Work to be completed —
Report every line of the listing below in which the string "found" appears.

┌──

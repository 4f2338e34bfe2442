//! Transpiler Adapter
//!
//! Turns project scripts into ES modules the sandbox can load directly, with
//! one fixed preset: TypeScript erasure plus the automatic JSX runtime.
//! Stylesheets become small modules that install themselves into `<head>`.
//!
//! Project specifiers are normalized before transformation. A relative import
//! only works from a real URL, and the sandbox loads modules from opaque
//! handles, so `./Button` inside `components/App.tsx` is rewritten to
//! `/components/Button.tsx`, the key the import map registers.

use oxc_allocator::Allocator;
use oxc_ast::ast::{
    ExportAllDeclaration, ExportNamedDeclaration, Expression, ImportDeclaration,
    ImportExpression, StringLiteral,
};
use oxc_ast_visit::{walk, Visit};
use oxc_codegen::Codegen;
use oxc_parser::Parser;
use oxc_semantic::SemanticBuilder;
use oxc_span::SourceType;
use oxc_transformer::{JsxRuntime, TransformOptions, Transformer};
use std::path::Path;

use crate::config::PreviewConfig;
use crate::error::{PreviewError, Result};
use crate::project::{extension, FileKind, ProjectSnapshot};
use crate::resolve::is_external_specifier;

/// Extensions tried, in order, for a project specifier written without one.
pub const RESOLVE_EXTENSIONS: &[&str] = &["tsx", "ts", "jsx", "js", "mjs", "css"];

/// Output of the adapter for one file, before it gets a handle.
#[derive(Debug, Clone, PartialEq, Eq)]
pub struct TranspiledModule {
    pub path: String,
    pub kind: FileKind,
    pub code: String,
    /// Specifiers that will not resolve inside the sandbox.
    pub unresolved: Vec<String>,
}

// ═══════════════════════════════════════════════════════════════════════════════
// SCRIPTS
// ═══════════════════════════════════════════════════════════════════════════════

fn source_type_for(path: &str) -> SourceType {
    let base = SourceType::default().with_module(true);
    match extension(path).map(|e| e.to_ascii_lowercase()).as_deref() {
        Some("ts") => base.with_typescript(true),
        Some("js") | Some("jsx") | Some("mjs") => base.with_jsx(true),
        // tsx and configured component extensions
        _ => base.with_typescript(true).with_jsx(true),
    }
}

fn transpile_failure(path: &str, messages: Vec<String>) -> PreviewError {
    PreviewError::TranspileFailure {
        path: path.to_string(),
        message: messages.join("\n"),
    }
}

/// Transpile one script or component file.
pub fn transpile_script(
    path: &str,
    source: &str,
    snapshot: &ProjectSnapshot,
    config: &PreviewConfig,
) -> Result<TranspiledModule> {
    let source_type = source_type_for(path);
    let (normalized, unresolved) =
        normalize_specifiers(path, source, source_type, snapshot, config)?;

    let allocator = Allocator::default();
    let ret = Parser::new(&allocator, &normalized, source_type).parse();
    if !ret.errors.is_empty() {
        return Err(transpile_failure(
            path,
            ret.errors.iter().map(|e| e.to_string()).collect(),
        ));
    }
    let mut program = ret.program;

    // Early errors (redeclarations, misplaced `await`, ...) fail the file just
    // like parse errors.
    let ret = SemanticBuilder::new()
        .with_check_syntax_error(true)
        .build(&program);
    if !ret.errors.is_empty() {
        return Err(transpile_failure(
            path,
            ret.errors.iter().map(|e| e.to_string()).collect(),
        ));
    }
    let scoping = ret.semantic.into_scoping();

    let mut options = TransformOptions::default();
    options.jsx.runtime = JsxRuntime::Automatic;

    let ret = Transformer::new(&allocator, Path::new(path), &options)
        .build_with_scoping(scoping, &mut program);
    if !ret.errors.is_empty() {
        return Err(transpile_failure(
            path,
            ret.errors.iter().map(|e| e.to_string()).collect(),
        ));
    }

    let code = Codegen::new().build(&program).code;

    Ok(TranspiledModule {
        path: path.to_string(),
        kind: FileKind::Script,
        code,
        unresolved,
    })
}

// ═══════════════════════════════════════════════════════════════════════════════
// SPECIFIER NORMALIZATION
// ═══════════════════════════════════════════════════════════════════════════════

/// Collects every statically known module specifier with its span
/// (quotes included).
#[derive(Default)]
struct SpecifierCollector {
    found: Vec<(u32, u32, String)>,
}

impl SpecifierCollector {
    fn push(&mut self, lit: &StringLiteral) {
        self.found
            .push((lit.span.start, lit.span.end, lit.value.to_string()));
    }
}

impl<'a> Visit<'a> for SpecifierCollector {
    fn visit_import_declaration(&mut self, it: &ImportDeclaration<'a>) {
        self.push(&it.source);
    }

    fn visit_export_all_declaration(&mut self, it: &ExportAllDeclaration<'a>) {
        self.push(&it.source);
    }

    fn visit_export_named_declaration(&mut self, it: &ExportNamedDeclaration<'a>) {
        if let Some(source) = &it.source {
            self.push(source);
        }
        walk::walk_export_named_declaration(self, it);
    }

    fn visit_import_expression(&mut self, it: &ImportExpression<'a>) {
        if let Expression::StringLiteral(lit) = &it.source {
            self.push(lit);
        }
        walk::walk_import_expression(self, it);
    }
}

/// Rewrite project specifiers in `source` to their import map keys.
/// Returns the rewritten text and the specifiers that will not resolve.
fn normalize_specifiers(
    path: &str,
    source: &str,
    source_type: SourceType,
    snapshot: &ProjectSnapshot,
    config: &PreviewConfig,
) -> Result<(String, Vec<String>)> {
    let allocator = Allocator::default();
    let ret = Parser::new(&allocator, source, source_type).parse();
    if !ret.errors.is_empty() {
        return Err(transpile_failure(
            path,
            ret.errors.iter().map(|e| e.to_string()).collect(),
        ));
    }

    let mut collector = SpecifierCollector::default();
    collector.visit_program(&ret.program);

    let mut replacements: Vec<(u32, u32, String)> = Vec::new();
    let mut unresolved = Vec::new();

    for (start, end, specifier) in collector.found {
        match resolve_project_specifier(path, &specifier, snapshot) {
            Some(resolved) => {
                let loadable = snapshot.contains(&resolved)
                    && FileKind::of(&resolved, config).is_loadable();
                if !loadable && !unresolved.contains(&resolved) {
                    unresolved.push(resolved.clone());
                }
                if resolved != specifier {
                    replacements.push((start, end, serde_json::to_string(&resolved)?));
                }
            }
            None => {
                if !is_external_specifier(&specifier) && !unresolved.contains(&specifier) {
                    unresolved.push(specifier);
                }
            }
        }
    }

    // Sort reverse to apply safely
    replacements.sort_by(|a, b| b.0.cmp(&a.0));

    let mut result = source.to_string();
    for (start, end, replacement) in replacements {
        result.replace_range((start as usize)..(end as usize), &replacement);
    }

    Ok((result, unresolved))
}

/// Map a project specifier (relative or root-relative) to its root-relative
/// import map key. Bare package specifiers return `None`.
pub fn resolve_project_specifier(
    importer: &str,
    specifier: &str,
    snapshot: &ProjectSnapshot,
) -> Option<String> {
    let candidate = if specifier.starts_with("./") || specifier.starts_with("../") {
        let dir = match importer.trim_start_matches('/').rfind('/') {
            Some(idx) => &importer.trim_start_matches('/')[..idx],
            None => "",
        };
        join_path(dir, specifier)
    } else if specifier.starts_with('/') {
        join_path("", specifier)
    } else {
        return None;
    };

    if snapshot.contains(&candidate) {
        return Some(candidate);
    }
    for ext in RESOLVE_EXTENSIONS {
        let with_ext = format!("{}.{}", candidate, ext);
        if snapshot.contains(&with_ext) {
            return Some(with_ext);
        }
    }
    for ext in RESOLVE_EXTENSIONS {
        let index = format!("{}/index.{}", candidate.trim_end_matches('/'), ext);
        if snapshot.contains(&index) {
            return Some(index);
        }
    }
    Some(candidate)
}

/// Join `specifier` onto `dir` and collapse `.` and `..` segments. The result
/// always starts with `/`; `..` never climbs above the project root.
fn join_path(dir: &str, specifier: &str) -> String {
    let mut segments: Vec<&str> = dir.split('/').filter(|s| !s.is_empty()).collect();
    for part in specifier.split('/') {
        match part {
            "" | "." => {}
            ".." => {
                segments.pop();
            }
            other => segments.push(other),
        }
    }
    format!("/{}", segments.join("/"))
}

// ═══════════════════════════════════════════════════════════════════════════════
// STYLESHEETS
// ═══════════════════════════════════════════════════════════════════════════════

/// Id of the `<style>` element a stylesheet module owns.
pub fn style_element_id(path: &str) -> String {
    let sanitized: String = path
        .chars()
        .map(|c| if c.is_ascii_alphanumeric() { c } else { '-' })
        .collect();
    format!("style-{}", sanitized)
}

/// Wrap raw CSS in a module that creates or replaces its style element.
pub fn wrap_stylesheet(path: &str, css: &str) -> Result<TranspiledModule> {
    let code = format!(
        "const css = {css};\n\
         const styleTagId = {id};\n\
         let style = document.getElementById(styleTagId);\n\
         if (!style) {{\n\
         \x20 style = document.createElement('style');\n\
         \x20 style.id = styleTagId;\n\
         \x20 document.head.appendChild(style);\n\
         }}\n\
         style.textContent = css;\n",
        css = serde_json::to_string(css)?,
        id = serde_json::to_string(&style_element_id(path))?,
    );

    Ok(TranspiledModule {
        path: path.to_string(),
        kind: FileKind::Stylesheet,
        code,
        unresolved: Vec::new(),
    })
}

#[cfg(test)]
mod tests {
    use super::*;

    fn snapshot() -> ProjectSnapshot {
        ProjectSnapshot::new()
            .with_file("index.tsx", "")
            .with_file("components/App.tsx", "")
            .with_file("components/Button.tsx", "")
            .with_file("lib/index.ts", "")
            .with_file("styles.css", "")
            .with_file("metadata.json", "{}")
    }

    #[test]
    fn test_erases_types_and_lowers_jsx() {
        let source = r#"
            type Props = { name: string };
            const Greeting = ({ name }: Props) => <h1>Hello, {name}</h1>;
            export default Greeting;
        "#;
        let module =
            transpile_script("App.tsx", source, &snapshot(), &PreviewConfig::default()).unwrap();
        assert!(module.code.contains("react/jsx-runtime"));
        assert!(!module.code.contains("type Props"));
        assert!(!module.code.contains(": Props"));
        assert!(!module.code.contains("<h1>"));
    }

    #[test]
    fn test_plain_typescript() {
        let source = "export function add(a: number, b: number): number { return a + b; }";
        let module =
            transpile_script("math.ts", source, &snapshot(), &PreviewConfig::default()).unwrap();
        assert!(module.code.contains("export function add(a, b)"));
    }

    #[test]
    fn test_syntax_error_fails() {
        let err = transpile_script(
            "index.tsx",
            "const App = () => { return <div>;",
            &snapshot(),
            &PreviewConfig::default(),
        )
        .unwrap_err();
        match err {
            PreviewError::TranspileFailure { path, message } => {
                assert_eq!(path, "index.tsx");
                assert!(!message.is_empty());
            }
            other => panic!("unexpected error: {:?}", other),
        }
    }

    #[test]
    fn test_early_errors_fail() {
        for source in [
            "let a = 1;\nlet a = 2;\nconsole.log(a);",
            "const b = 1;\nfunction b() {}",
        ] {
            let err = transpile_script("index.tsx", source, &snapshot(), &PreviewConfig::default())
                .unwrap_err();
            assert!(
                matches!(err, PreviewError::TranspileFailure { ref path, .. } if path == "index.tsx"),
                "{} was accepted",
                source
            );
        }
    }

    #[test]
    fn test_resolve_project_specifier() {
        let s = snapshot();
        assert_eq!(
            resolve_project_specifier("components/App.tsx", "./Button", &s).as_deref(),
            Some("/components/Button.tsx")
        );
        assert_eq!(
            resolve_project_specifier("components/App.tsx", "../styles.css", &s).as_deref(),
            Some("/styles.css")
        );
        assert_eq!(
            resolve_project_specifier("index.tsx", "./lib", &s).as_deref(),
            Some("/lib/index.ts")
        );
        assert_eq!(
            resolve_project_specifier("index.tsx", "/components/App.tsx", &s).as_deref(),
            Some("/components/App.tsx")
        );
        assert_eq!(
            resolve_project_specifier("index.tsx", "./missing", &s).as_deref(),
            Some("/missing")
        );
        assert_eq!(
            resolve_project_specifier("index.tsx", "../../../index.tsx", &s).as_deref(),
            Some("/index.tsx")
        );
        assert_eq!(resolve_project_specifier("index.tsx", "react", &s), None);
    }

    #[test]
    fn test_specifiers_are_rewritten() {
        let source = r#"
            import App from './components/App';
            import './styles.css';
            export { Button } from './components/Button';
            const lazy = () => import('./lib');
            console.log(App, lazy);
        "#;
        let module =
            transpile_script("index.tsx", source, &snapshot(), &PreviewConfig::default()).unwrap();
        assert!(module.code.contains("\"/components/App.tsx\""));
        assert!(module.code.contains("\"/styles.css\""));
        assert!(module.code.contains("\"/components/Button.tsx\""));
        assert!(module.code.contains("\"/lib/index.ts\""));
        assert!(module.unresolved.is_empty());
    }

    #[test]
    fn test_unresolved_specifiers_are_reported() {
        let source = r#"
            import React from 'react';
            import _ from 'lodash';
            import Missing from './Missing';
            import data from './metadata.json';
            console.log(React, _, Missing, data);
        "#;
        let module =
            transpile_script("index.tsx", source, &snapshot(), &PreviewConfig::default()).unwrap();
        assert_eq!(
            module.unresolved,
            vec![
                "lodash".to_string(),
                "/Missing".to_string(),
                "/metadata.json".to_string()
            ]
        );
    }

    #[test]
    fn test_wrap_stylesheet() {
        let module = wrap_stylesheet("styles/app.css", "body { content: \"`${x}`\"; }").unwrap();
        assert_eq!(module.kind, FileKind::Stylesheet);
        assert!(module.code.contains("\"style-styles-app-css\""));
        assert!(module.code.contains(r#"const css = "body { content: \"`${x}`\"; }";"#));
        assert!(module.code.contains("style.textContent = css;"));
    }
}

└──

Solution to this exercise —
    found: Vec<(u32, u32, String)>,
        self.found
    for (start, end, specifier) in collector.found {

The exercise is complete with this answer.